Jeudi, 25 avril⋅13:00
Séminaire Denis Jallet & Pierre Millard (Metasys)
Lieu : 401
JALLET Denis Chargé de recherche, INRAE, MetaSys
Titre: The native bacterial microcompartment of Escherichia coli.
Asbtract: Bacterial microcompartments (BMCs) are self-assembling protein megacomplexes that encapsulate metabolic pathways. Although 20% of sequenced bacterial genomes contain operons encoding putative BMCs, none have been characterized in the most studied Escherichia coli strains. We used an interdisciplinary approach to gain deep molecular and functional insights into the ethanolamine utilization (Eut) BMC system encoded by the eut operon in E. coli K-12. The eut genotype was linked with the ethanolamine utilization phenotype using deletion and overexpression mutants. The subcellular dynamics and morphology of the E. coli Eut BMC were characterized in cellula by fluorescence microscopy and electron (cryo)microscopy. The minimal proteome reorganization required for ethanolamine utilization and the in vivo stochiometric composition of the Eut BMC were determined by quantitative proteomics. Finally, the first flux map connecting the Eut BMC with central metabolism in cellula was obtained by genome scale modelling and 13C-fluxomics. Overall, this study provides a quantitative molecular and functional understanding of the BMCs involved in ethanolamine assimilation by E. coli. These results improve our understanding of compartmentalization in a widely used bacterial chassis.

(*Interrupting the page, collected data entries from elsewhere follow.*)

use std::fmt;
use std::path::PathBuf;

use crate::crypto::PBKDF2_ITERATIONS;

/// Application-level constants
pub const APP_NAME: &str = "Medvault";
pub const APP_VERSION: &str = env!("CARGO_PKG_VERSION");

/// Automatic backups kept after each new automatic backup.
pub const MAX_AUTO_BACKUPS: usize = 30;

/// Get the application data directory.
///
/// Platform data dir (e.g. `~/.local/share/Medvault`), falling back to the
/// current directory when the platform reports none.
pub fn app_data_dir() -> PathBuf {
    dirs::data_dir()
        .or_else(dirs::home_dir)
        .unwrap_or_else(|| PathBuf::from("."))
        .join(APP_NAME)
}

/// Get the database file path
pub fn database_path() -> PathBuf {
    app_data_dir().join("database").join("medvault.db")
}

/// Get the backup directory
pub fn backup_dir() -> PathBuf {
    app_data_dir().join("MedicalBackups")
}

/// Log filter used when `RUST_LOG` is unset.
pub fn default_log_filter() -> &'static str {
    "medvault=info"
}

/// Backup configuration handed to the backup codec at call time.
///
/// Loaded from the settings table by `db::load_backup_settings`; the codec
/// itself never reads stored state.
#[derive(Clone, PartialEq, Eq)]
pub struct BackupSettings {
    pub passphrase: Option<String>,
    pub auto_backup: bool,
    /// PBKDF2 rounds used for new backups. Restores read the count stored
    /// in the file.
    pub kdf_iterations: u32,
}

impl BackupSettings {
    pub fn new(passphrase: impl Into<String>) -> Self {
        Self {
            passphrase: Some(passphrase.into()),
            ..Self::default()
        }
    }

    /// The passphrase, treating an empty string as unset.
    pub fn passphrase(&self) -> Option<&str> {
        self.passphrase.as_deref().filter(|p| !p.is_empty())
    }
}

impl Default for BackupSettings {
    fn default() -> Self {
        Self {
            passphrase: None,
            auto_backup: false,
            kdf_iterations: PBKDF2_ITERATIONS,
        }
    }
}

impl fmt::Debug for BackupSettings {
    fn fmt(&self, f: &mut fmt::Formatter<'_>) -> fmt::Result {
        f.debug_struct("BackupSettings")
            .field("passphrase", &self.passphrase().map(|_| "<redacted>"))
            .field("auto_backup", &self.auto_backup)
            .field("kdf_iterations", &self.kdf_iterations)
            .finish()
    }
}

#[cfg(test)]
mod tests {
    use super::*;

    #[test]
    fn paths_live_under_app_data() {
        let app = app_data_dir();
        assert!(app.ends_with(APP_NAME));
        assert!(database_path().starts_with(&app));
        assert!(backup_dir().starts_with(&app));
        assert!(backup_dir().ends_with("MedicalBackups"));
    }

    #[test]
    fn app_version_matches_cargo() {
        assert_eq!(APP_VERSION, env!("CARGO_PKG_VERSION"));
    }

    #[test]
    fn empty_passphrase_counts_as_unset() {
        let settings = BackupSettings::new("");
        assert!(settings.passphrase().is_none());
        assert_eq!(BackupSettings::new("x").passphrase(), Some("x"));
    }

    #[test]
    fn debug_redacts_passphrase() {
        let settings = BackupSettings::new("hunter2");
        let printed = format!("{settings:?}");
        assert!(!printed.contains("hunter2"));
        assert!(printed.contains("redacted"));
    }
}
use chrono::{Datelike, Days, NaiveDate};
use serde::{Deserialize, Serialize};

use super::enums::{LogStatus, MedicationStatus};

/// Fields of a medication course as entered by the user.
#[derive(Debug, Clone, PartialEq, Serialize, Deserialize)]
pub struct MedicationDraft {
    pub name: String,
    #[serde(default)]
    pub dosage: String,
    #[serde(default)]
    pub per_dose: String,
    #[serde(default)]
    pub frequency: String,
    #[serde(default)]
    pub usage: Option<String>,
    /// Daily reminder times, `HH:MM`.
    #[serde(default)]
    pub times: Vec<String>,
    pub start_date: NaiveDate,
    pub duration_days: u32,
    /// `None` keeps the current status on update and means active on insert.
    #[serde(default)]
    pub status: Option<MedicationStatus>,
    #[serde(default)]
    pub linked_record_id: Option<i64>,
    #[serde(default)]
    pub notes: String,
}

/// Longest course the store accepts, in days.
pub const MAX_COURSE_DAYS: u32 = 36_500;

impl MedicationDraft {
    /// Last day of the course: `start + duration - 1`.
    pub fn end_date(&self) -> Option<NaiveDate> {
        course_end_date(self.start_date, self.duration_days)
    }
}

/// `None` when the end falls past year 9999, which ISO date columns cannot
/// hold.
pub fn course_end_date(start: NaiveDate, duration_days: u32) -> Option<NaiveDate> {
    start
        .checked_add_days(Days::new(u64::from(duration_days.max(1)) - 1))
        .filter(|end| end.year() <= 9999)
}

#[derive(Debug, Clone, PartialEq, Serialize, Deserialize)]
pub struct Medication {
    pub id: i64,
    pub name: String,
    pub dosage: String,
    pub per_dose: String,
    pub frequency: String,
    pub usage: Option<String>,
    pub times: Vec<String>,
    pub start_date: NaiveDate,
    pub duration_days: u32,
    pub end_date: NaiveDate,
    pub status: MedicationStatus,
    pub linked_record_id: Option<i64>,
    pub notes: String,
    pub created_at: String,
    pub stopped_at: Option<String>,
    pub completed_at: Option<String>,
}

/// One taken/skipped tap, as submitted by the UI.
#[derive(Debug, Clone, PartialEq, Eq, Serialize, Deserialize)]
pub struct MedicationLogEntry {
    pub medication_id: i64,
    pub date: NaiveDate,
    pub time: String,
    pub status: LogStatus,
}

/// A stored adherence event. Unique per `(medication_id, date, time)`.
#[derive(Debug, Clone, PartialEq, Eq, Serialize, Deserialize)]
pub struct MedicationLog {
    pub id: i64,
    pub medication_id: i64,
    pub date: NaiveDate,
    pub time: String,
    pub status: LogStatus,
    pub timestamp: String,
}
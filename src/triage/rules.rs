//! Pre-LLM signal rules for conservative fast-path labeling.
//!
//! Runs before the classifier call to short-circuit messages with
//! strong textual signals for the gated labels:
//! - legal/health/safety/discrimination terms → Sensitive
//! - explicit dissatisfaction phrases → Complaint
//!
//! Rules only ever produce Complaint or Sensitive. Anything that looks
//! like a normal question or compliment falls through to the model —
//! a rules false positive costs one human review, a false negative on
//! a gated label costs an auto-drafted reply to an angry customer.
//!
//! Sensitive rules are checked before Complaint rules, matching the
//! label tie-break (most conservative wins).

use regex::Regex;
use tracing::debug;

use crate::triage::types::{InboundMessage, Label};

/// A single signal rule with a compiled regex.
#[derive(Debug, Clone)]
pub struct SignalRule {
    /// Human-readable pattern description.
    pub pattern: String,
    /// Compiled regex for matching message text.
    pub regex: Regex,
    /// Label this rule short-circuits to.
    pub label: Label,
}

/// Deterministic signal rules evaluated before the classifier.
pub struct SignalRules {
    rules: Vec<SignalRule>,
}

impl SignalRules {
    /// Default rule set, English and Turkish.
    pub fn default_rules() -> Self {
        let rules = vec![
            // Legal topics
            SignalRule {
                pattern: "legal terms".into(),
                regex: Regex::new(
                    r"(?i)\b(lawyer|attorney|lawsuit|sue you|legal action|avukat|dava a[cç])",
                )
                .unwrap(),
                label: Label::Sensitive,
            },
            // Health/safety topics
            SignalRule {
                pattern: "health/safety terms".into(),
                regex: Regex::new(
                    r"(?i)\b(allerg|hospital|injur|poison|side effect|unsafe|alerji|hastane|zehir|yan etki)",
                )
                .unwrap(),
                label: Label::Sensitive,
            },
            // Discrimination/harassment
            SignalRule {
                pattern: "discrimination/harassment terms".into(),
                regex: Regex::new(r"(?i)\b(discriminat|harass|racis|ayr[ıi]mc[ıi]|taciz)").unwrap(),
                label: Label::Sensitive,
            },
            // Explicit dissatisfaction
            SignalRule {
                pattern: "dissatisfaction phrases".into(),
                regex: Regex::new(
                    r"(?i)(memnun kalmad[ıi]|hayal k[ıi]r[ıi]kl[ıi][gğ][ıi]|şikayet|rezalet|berbat|not happy|very disappointed|worst (service|product)|want (a|my) refund|para iades?i)",
                )
                .unwrap(),
                label: Label::Complaint,
            },
        ];

        Self { rules }
    }

    /// Create an empty rule set (for testing).
    pub fn empty() -> Self {
        Self { rules: Vec::new() }
    }

    /// Add a custom rule. Only gated labels are accepted — the fast
    /// path must never pre-empt the classifier toward a draftable
    /// label.
    pub fn add_rule(
        &mut self,
        pattern: &str,
        label: Label,
    ) -> Result<(), regex::Error> {
        assert!(label.requires_human(), "signal rules may only gate");
        self.rules.push(SignalRule {
            pattern: pattern.into(),
            regex: Regex::new(pattern)?,
            label,
        });
        Ok(())
    }

    /// Evaluate a message against all rules.
    ///
    /// Returns `Some(label)` when a rule matches (skips the model
    /// call), `None` to fall through to the classifier. With several
    /// matches the most conservative label wins.
    pub fn evaluate(&self, message: &InboundMessage) -> Option<Label> {
        let hit = self
            .rules
            .iter()
            .filter(|rule| rule.regex.is_match(&message.text))
            .max_by_key(|rule| rule.label.rank())?;

        debug!(
            id = %message.id,
            rule = %hit.pattern,
            label = %hit.label,
            "Message matched signal rule"
        );
        Some(hit.label)
    }
}

impl Default for SignalRules {
    fn default() -> Self {
        Self::default_rules()
    }
}

#[cfg(test)]
mod tests {
    use super::*;
    use crate::triage::types::Platform;

    fn make_message(text: &str) -> InboundMessage {
        InboundMessage::new("test-1", Platform::Instagram, "user_1", text)
    }

    #[test]
    fn legal_terms_are_sensitive() {
        let rules = SignalRules::default_rules();
        let msg = make_message("I will talk to my lawyer about this");
        assert_eq!(rules.evaluate(&msg), Some(Label::Sensitive));
    }

    #[test]
    fn turkish_legal_terms_are_sensitive() {
        let rules = SignalRules::default_rules();
        let msg = make_message("Avukatımla görüşüp dava açacağım");
        assert_eq!(rules.evaluate(&msg), Some(Label::Sensitive));
    }

    #[test]
    fn health_terms_are_sensitive() {
        let rules = SignalRules::default_rules();
        let msg = make_message("Ürününüz alerjik reaksiyon yaptı");
        assert_eq!(rules.evaluate(&msg), Some(Label::Sensitive));
    }

    #[test]
    fn dissatisfaction_is_complaint() {
        let rules = SignalRules::default_rules();
        let msg = make_message("Bu hizmetinizden hiç memnun kalmadım.");
        assert_eq!(rules.evaluate(&msg), Some(Label::Complaint));
    }

    #[test]
    fn refund_request_is_complaint() {
        let rules = SignalRules::default_rules();
        let msg = make_message("This is broken, I want a refund");
        assert_eq!(rules.evaluate(&msg), Some(Label::Complaint));
    }

    #[test]
    fn sensitive_outranks_complaint_when_both_match() {
        let rules = SignalRules::default_rules();
        let msg = make_message("Berbat ürün, alerji yaptı");
        assert_eq!(rules.evaluate(&msg), Some(Label::Sensitive));
    }

    #[test]
    fn ordinary_question_falls_through() {
        let rules = SignalRules::default_rules();
        let msg = make_message("Bu ürünün fiyatı nedir?");
        assert_eq!(rules.evaluate(&msg), None);
    }

    #[test]
    fn compliment_falls_through() {
        let rules = SignalRules::default_rules();
        let msg = make_message("Harika bir ürün, çok teşekkürler!");
        assert_eq!(rules.evaluate(&msg), None);
    }

    #[test]
    fn empty_rules_pass_everything() {
        let rules = SignalRules::empty();
        let msg = make_message("I will sue you");
        assert_eq!(rules.evaluate(&msg), None);
    }

    #[test]
    fn custom_rule() {
        let mut rules = SignalRules::empty();
        rules.add_rule(r"(?i)\bchargeback\b", Label::Complaint).unwrap();
        let msg = make_message("Filing a chargeback today");
        assert_eq!(rules.evaluate(&msg), Some(Label::Complaint));
    }

    #[test]
    #[should_panic(expected = "signal rules may only gate")]
    fn custom_rule_rejects_draftable_label() {
        let mut rules = SignalRules::empty();
        let _ = rules.add_rule(r"price", Label::Faq);
    }
}
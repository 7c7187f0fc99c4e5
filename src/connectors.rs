//! Simulated social-platform connectors.
//!
//! Stands in for a backend that would run the real OAuth 2.0 flows and
//! platform send APIs. Connections live in memory, calls have fake
//! latency, and Instagram occasionally reports "busy" so callers
//! exercise their transient-failure paths.

use std::collections::HashMap;

use rand::Rng;
use tokio::sync::RwLock;
use tracing::info;

use crate::error::ConnectorError;
use crate::triage::types::Platform;

/// Simulated latency for a connect handshake.
const CONNECT_DELAY_MS: u64 = 300;
/// Simulated latency for a reply delivery.
const SEND_DELAY_MS: u64 = 150;
/// Probability that a connect attempt hits a busy platform.
const BUSY_PROBABILITY: f64 = 0.2;

/// Simulated connection state for the three supported platforms.
pub struct ConnectorHub {
    connected: RwLock<HashMap<Platform, String>>,
    /// Whether to simulate random transient failures (off in tests).
    simulate_flakiness: bool,
}

impl ConnectorHub {
    pub fn new() -> Self {
        Self {
            connected: RwLock::new(HashMap::new()),
            simulate_flakiness: true,
        }
    }

    /// A hub that never fails randomly, for deterministic tests.
    pub fn reliable() -> Self {
        Self {
            connected: RwLock::new(HashMap::new()),
            simulate_flakiness: false,
        }
    }

    /// Simulate the OAuth connect handshake. Resolves with the mock
    /// account name on success.
    pub async fn connect(&self, platform: Platform) -> Result<String, ConnectorError> {
        info!(platform = %platform, "Simulating platform connect");
        tokio::time::sleep(std::time::Duration::from_millis(CONNECT_DELAY_MS)).await;

        if self.simulate_flakiness
            && platform == Platform::Instagram
            && rand::thread_rng().gen_bool(BUSY_PROBABILITY)
        {
            return Err(ConnectorError::PlatformBusy {
                platform,
                reason: "Instagram API is busy. Please try again.".into(),
            });
        }

        let account_name = format!("My {} Account", capitalize(&platform.to_string()));
        self.connected
            .write()
            .await
            .insert(platform, account_name.clone());
        Ok(account_name)
    }

    /// Simulate revoking the token and dropping the connection.
    pub async fn disconnect(&self, platform: Platform) {
        info!(platform = %platform, "Simulating platform disconnect");
        tokio::time::sleep(std::time::Duration::from_millis(CONNECT_DELAY_MS / 2)).await;
        self.connected.write().await.remove(&platform);
    }

    /// Connected account name, if any.
    pub async fn account_name(&self, platform: Platform) -> Option<String> {
        self.connected.read().await.get(&platform).cloned()
    }

    /// All current connections.
    pub async fn connections(&self) -> HashMap<Platform, String> {
        self.connected.read().await.clone()
    }

    /// Simulate delivering an approved reply through the platform.
    /// Refuses when the platform is not connected.
    pub async fn deliver_reply(
        &self,
        platform: Platform,
        recipient: &str,
        text: &str,
    ) -> Result<(), ConnectorError> {
        if self.connected.read().await.get(&platform).is_none() {
            return Err(ConnectorError::NotConnected { platform });
        }

        tokio::time::sleep(std::time::Duration::from_millis(SEND_DELAY_MS)).await;
        info!(
            platform = %platform,
            recipient = %recipient,
            reply_len = text.len(),
            "Simulated reply delivery"
        );
        Ok(())
    }
}

impl Default for ConnectorHub {
    fn default() -> Self {
        Self::new()
    }
}

fn capitalize(s: &str) -> String {
    let mut chars = s.chars();
    match chars.next() {
        Some(first) => first.to_uppercase().collect::<String>() + chars.as_str(),
        None => String::new(),
    }
}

Pierre Millard Chargé de recherche, INRAE, MetaSys
Titre: Combining systems and synthetic biology for in vivo enzymology
Abstract: Enzymatic parameters are classically determined in vitro, under reaction conditions that are far from those encountered in cells, casting doubt on their physiological relevance. We will present a generic approach combining tools from synthetic and systems biology to measure enzymatic parameters in vivo. In the context of a synthetic pathway aiming to produce phytoene and lycopene in Saccharomyces cerevisiae, we focused on four membrane-associated enzymes, a phytoene synthase and three phytoene desaturases, which are difficult to study in vitro. We successfully determined in vivo-equivalent Michaelis-Menten parameters (KM, Vmax and kcat) for the phytoene synthase and two of the three phytoene desaturases from quantitative metabolomics, fluxomics and proteomics data, highlighting differences between in vivo and in vitro parameters. Our approach demonstrates the feasibility of assessing enzymatic parameters along a pathway of interest directly in vivo, providing a novel perspective on the kinetic characteristics of enzymes in real cellular conditions.
Lundi, 3 juin⋅14:00
Soutenance HDR Brice Enjalbert
salle 401
Thème général sera la réponse adaptative des microorganismes.